Freud’s Mistake
The mistake that Freud appears to have made is his emphasis on instinct. He thought the emotion is inborn, and therefore it starts within and seeks an outlet. Because the emotion is inborn, Freud thought, it cannot be eliminated; he thought it has to be gratified in some way or another. The Buddha did not see the emotion as instinctual. He saw it as something started by an external stimulus. He saw the emotion as a part of a chain reaction, where the intellectual activity of interpretation preceded the emotional activity. Stating the Buddha’s position in Freudian terminology, the ego activity precedes the id activity. Freud, however, saw it the other way. He thought that the id activity preceded the ego activity, and that the purpose of the ego was mainly to cater to the id. This is a serious mistake that Freud made, from the Buddhist stand point.
The other mistake of Freud was his breaking up the mind into parts that come in conflict. The ego and the id should have been seen as parts of a continuous process of activity, one leading to the other, instead of being independent activities opposed to each other. He did attempt this at the beginning, when he took up the functional approach comparing the mind to a telescope.

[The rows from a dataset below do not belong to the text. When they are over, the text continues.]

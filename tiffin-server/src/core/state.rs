use std::sync::Arc;

use anyhow::Context;

use crate::cart::CartService;
use crate::core::Config;
use crate::orders::OrdersManager;
use crate::relay::{HttpRelay, ReportRelay};
use crate::storage::PosStorage;

/// 服务器状态 - 持有所有服务的共享引用
///
/// Clone 成本极低：存储和订单管理内部都是 Arc。
///
/// # 服务组件
///
/// | 字段 | 类型 | 说明 |
/// |------|------|------|
/// | config | Config | 配置项 (不可变) |
/// | storage | PosStorage | 嵌入式数据库 (redb) |
/// | cart | CartService | 购物车服务 |
/// | orders | OrdersManager | 订单确认与账单 |
/// | relay | Option<Arc<dyn ReportRelay>> | 报表中继 (未配置时为 None) |
#[derive(Clone)]
pub struct ServerState {
    /// 服务器配置
    pub config: Config,
    /// 嵌入式数据库
    pub storage: PosStorage,
    /// 购物车服务
    pub cart: CartService,
    /// 订单确认与当前账单
    pub orders: OrdersManager,
    /// 报表中继 (RELAY_URL 未配置时为 None)
    pub relay: Option<Arc<dyn ReportRelay>>,
}

impl ServerState {
    /// 初始化服务器状态：建工作目录、打开数据库、装配服务
    pub fn initialize(config: &Config) -> anyhow::Result<Self> {
        let db_path = config.database_path();
        if let Some(parent) = db_path.parent() {
            std::fs::create_dir_all(parent)
                .with_context(|| format!("failed to create {}", parent.display()))?;
        }
        std::fs::create_dir_all(config.log_dir())
            .with_context(|| format!("failed to create {}", config.log_dir().display()))?;

        let storage = PosStorage::open(&db_path)
            .with_context(|| format!("failed to open database at {}", db_path.display()))?;

        let relay: Option<Arc<dyn ReportRelay>> = config
            .relay_url
            .as_deref()
            .map(|url| Arc::new(HttpRelay::new(url)) as Arc<dyn ReportRelay>);

        Ok(Self {
            config: config.clone(),
            storage: storage.clone(),
            cart: CartService::new(storage.clone()),
            orders: OrdersManager::new(storage),
            relay,
        })
    }

    /// In-memory state for handler tests
    #[cfg(test)]
    pub fn for_tests() -> Self {
        let storage = PosStorage::open_in_memory().expect("in-memory storage");
        Self {
            config: Config::with_overrides("/tmp/tiffin-test", 0),
            storage: storage.clone(),
            cart: CartService::new(storage.clone()),
            orders: OrdersManager::new(storage),
            relay: None,
        }
    }
}
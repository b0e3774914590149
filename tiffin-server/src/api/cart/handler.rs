//! Cart API Handlers

use axum::{
    Json,
    extract::{Path, State},
};
use rust_decimal::Decimal;
use serde::{Deserialize, Serialize};
use shared::models::{Cart, CartLine};

use crate::core::ServerState;
use crate::utils::{AppResponse, AppResult, ok};

/// Cart view returned by every cart operation
#[derive(Debug, Serialize)]
#[serde(rename_all = "camelCase")]
pub struct CartView {
    pub lines: Vec<CartLine>,
    pub total: Decimal,
    pub item_count: i32,
}

impl From<Cart> for CartView {
    fn from(cart: Cart) -> Self {
        Self {
            total: cart.total(),
            item_count: cart.item_count(),
            lines: cart.snapshot_lines(),
        }
    }
}

/// Add item payload
#[derive(Debug, Deserialize)]
#[serde(rename_all = "camelCase")]
pub struct AddItem {
    pub item_id: u32,
}

/// Quantity adjustment payload
#[derive(Debug, Deserialize)]
pub struct ChangeQuantity {
    pub delta: i32,
}

/// Current cart
pub async fn get(State(state): State<ServerState>) -> AppResult<Json<AppResponse<CartView>>> {
    Ok(ok(state.cart.get()?.into()))
}

/// Add one unit of a menu item (unknown ids are a no-op)
pub async fn add_item(
    State(state): State<ServerState>,
    Json(payload): Json<AddItem>,
) -> AppResult<Json<AppResponse<CartView>>> {
    Ok(ok(state.cart.add_item(payload.item_id)?.into()))
}

/// Adjust a line's quantity; dropping to zero or below removes it
pub async fn change_quantity(
    State(state): State<ServerState>,
    Path(id): Path<u32>,
    Json(payload): Json<ChangeQuantity>,
) -> AppResult<Json<AppResponse<CartView>>> {
    Ok(ok(state.cart.change_quantity(id, payload.delta)?.into()))
}

/// Remove a line entirely
pub async fn remove_item(
    State(state): State<ServerState>,
    Path(id): Path<u32>,
) -> AppResult<Json<AppResponse<CartView>>> {
    Ok(ok(state.cart.remove_item(id)?.into()))
}

/// Empty the cart
pub async fn clear(State(state): State<ServerState>) -> AppResult<Json<AppResponse<CartView>>> {
    Ok(ok(state.cart.clear()?.into()))
}

#[cfg(test)]
mod tests {
    use super::*;
    use rust_decimal::prelude::*;

    #[tokio::test]
    async fn add_and_adjust_through_the_api() {
        let state = ServerState::for_tests();

        let view = add_item(State(state.clone()), Json(AddItem { item_id: 1 }))
            .await
            .unwrap()
            .0
            .data
            .unwrap();
        assert_eq!(view.item_count, 1);
        assert_eq!(view.total, Decimal::from_str("5.00").unwrap());

        let view = change_quantity(State(state.clone()), Path(1), Json(ChangeQuantity { delta: 2 }))
            .await
            .unwrap()
            .0
            .data
            .unwrap();
        assert_eq!(view.item_count, 3);

        let view = remove_item(State(state.clone()), Path(1))
            .await
            .unwrap()
            .0
            .data
            .unwrap();
        assert!(view.lines.is_empty());
        assert_eq!(view.total, Decimal::ZERO);
    }

    #[tokio::test]
    async fn unknown_item_is_a_quiet_noop() {
        let state = ServerState::for_tests();
        let view = add_item(State(state), Json(AddItem { item_id: 404 }))
            .await
            .unwrap()
            .0
            .data
            .unwrap();
        assert!(view.lines.is_empty());
    }
}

It was the structural hypothesis that created the confusion although it did help understand the conflict in the mind of the neurotic. The conflict displayed by the structural hypothesis comes about due to the ignorance of the neurotic patient about how the emotional arousal gets started. The problem created by the neurotic is like pressing the accelerator and the break at the same time, while driving a motor vehicle. It is the ego that arouses the emotion; for example the boy appreciating the beauty of the girl is the work of the ego. This arouses the passionate desire for the girl, which is the id. Now the conscience, which is the superego, comes to block this arousal and tells the ego to stop it, and the ego holds the break, while continuing to appreciate the girl. That is like holding the break and pressing the accelerator at the same time. This creates the conflict between the id and the ego.
The solution of the Buddha was to look at the mind from a functional stand point. That is, to see the mind as a reaction of an organism to sensory stimulation. The reaction being in four stages: perception (viññana), cognition (mano), emotion (citta), and action (kamma). This reaction is what creates all the trouble, as the sutra quoted above indicates. The Buddha called this reaction a compulsive thirst (tanha). A thirst is not something that we do. It is something that happens to us. It is almost a mechanical process. Freud recognized this when he called it the id, the Latin form of “it,” the neuter gender. The trouble created by this thirst, the Buddha called pain (dukkha). The solution that the Buddha suggested was not sublimation but eradication, which was to take it off by the root. The way to uproot it is to stop the incorrect thinking, which arouses the emotion, and that in Freudian terms is to correct the ego activity. This is also the method of modern cognitive therapy.